PROBLEM DESCRIPTION:
Scan the records for "points" and copy each line that contains it.
═══ DATA FOR THE TASK
//! Tunable constants for flattening, cleaning and kernel tolerances.

use crate::error::PolyError;

/// Settings shared by every [`PolyEngine`](crate::PolyEngine) operation.
///
/// The defaults reproduce the classic behaviour: 2.4 curve subdivisions
/// per unit of square-rooted second difference, a 0.01 unit nudge for
/// single-point stroke subpaths, a 500 contour ceiling on fills and a 0.05
/// unit flatness for round caps and joins.
#[derive(Debug, Clone, Copy, PartialEq)]
pub struct PolyConfig {
    /// Density factor applied to the curve subdivision formula.
    pub subdivision_factor: f64,
    /// Offset added to the x coordinate of a zero-length stroke segment.
    pub dot_nudge: f64,
    /// Fills with more contours than this are abandoned.
    pub max_contours: usize,
    /// Maximum deviation of round caps and joins from the true arc.
    pub stroke_flatness: f64,
    /// Move non-adjacent coincident points within a contour apart.
    pub separate_coincident: bool,
    /// Distance under which the kernel treats points as coincident.
    pub kernel_epsilon: f64,
    /// Full width of the random jitter applied to fill vertices before
    /// edge construction. Zero disables it.
    pub perturbation: f64,
}

impl Default for PolyConfig {
    fn default() -> Self {
        Self {
            subdivision_factor: 2.4,
            dot_nudge: 0.01,
            max_contours: 500,
            stroke_flatness: 0.05,
            separate_coincident: false,
            kernel_epsilon: 1e-9,
            perturbation: 0.0,
        }
    }
}

impl PolyConfig {
    /// Sets the curve subdivision factor.
    pub fn subdivision_factor(mut self, factor: f64) -> Self {
        self.subdivision_factor = factor;
        self
    }

    /// Sets the single-point stroke nudge.
    pub fn dot_nudge(mut self, nudge: f64) -> Self {
        self.dot_nudge = nudge;
        self
    }

    /// Sets the contour ceiling for fills.
    pub fn max_contours(mut self, max: usize) -> Self {
        self.max_contours = max;
        self
    }

    /// Sets the flatness used for round caps and joins.
    pub fn stroke_flatness(mut self, flatness: f64) -> Self {
        self.stroke_flatness = flatness;
        self
    }

    /// Enables or disables coincident point separation.
    pub fn separate_coincident(mut self, enabled: bool) -> Self {
        self.separate_coincident = enabled;
        self
    }

    /// Sets the kernel's coincidence tolerance.
    pub fn kernel_epsilon(mut self, eps: f64) -> Self {
        self.kernel_epsilon = eps;
        self
    }

    /// Sets the fill vertex jitter. `2e-3` matches the classic rasterizer
    /// setting.
    pub fn perturbation(mut self, amount: f64) -> Self {
        self.perturbation = amount;
        self
    }

    /// Checks that every value is finite and in range.
    pub fn validate(&self) -> Result<(), PolyError> {
        if !(self.subdivision_factor.is_finite() && self.subdivision_factor > 0.0) {
            return Err(PolyError::InvalidConfig(
                "subdivision_factor must be positive",
            ));
        }
        if !(self.dot_nudge.is_finite() && self.dot_nudge > 0.0) {
            return Err(PolyError::InvalidConfig("dot_nudge must be positive"));
        }
        if !(self.stroke_flatness.is_finite() && self.stroke_flatness > 0.0) {
            return Err(PolyError::InvalidConfig("stroke_flatness must be positive"));
        }
        if !(self.kernel_epsilon.is_finite() && self.kernel_epsilon >= 0.0) {
            return Err(PolyError::InvalidConfig(
                "kernel_epsilon must be non-negative",
            ));
        }
        if !(self.perturbation.is_finite() && self.perturbation >= 0.0) {
            return Err(PolyError::InvalidConfig("perturbation must be non-negative"));
        }
        Ok(())
    }
}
══════
EXPECTED ANSWER:
    /// Move non-adjacent coincident points within a contour apart.
    /// Distance under which the kernel treats points as coincident.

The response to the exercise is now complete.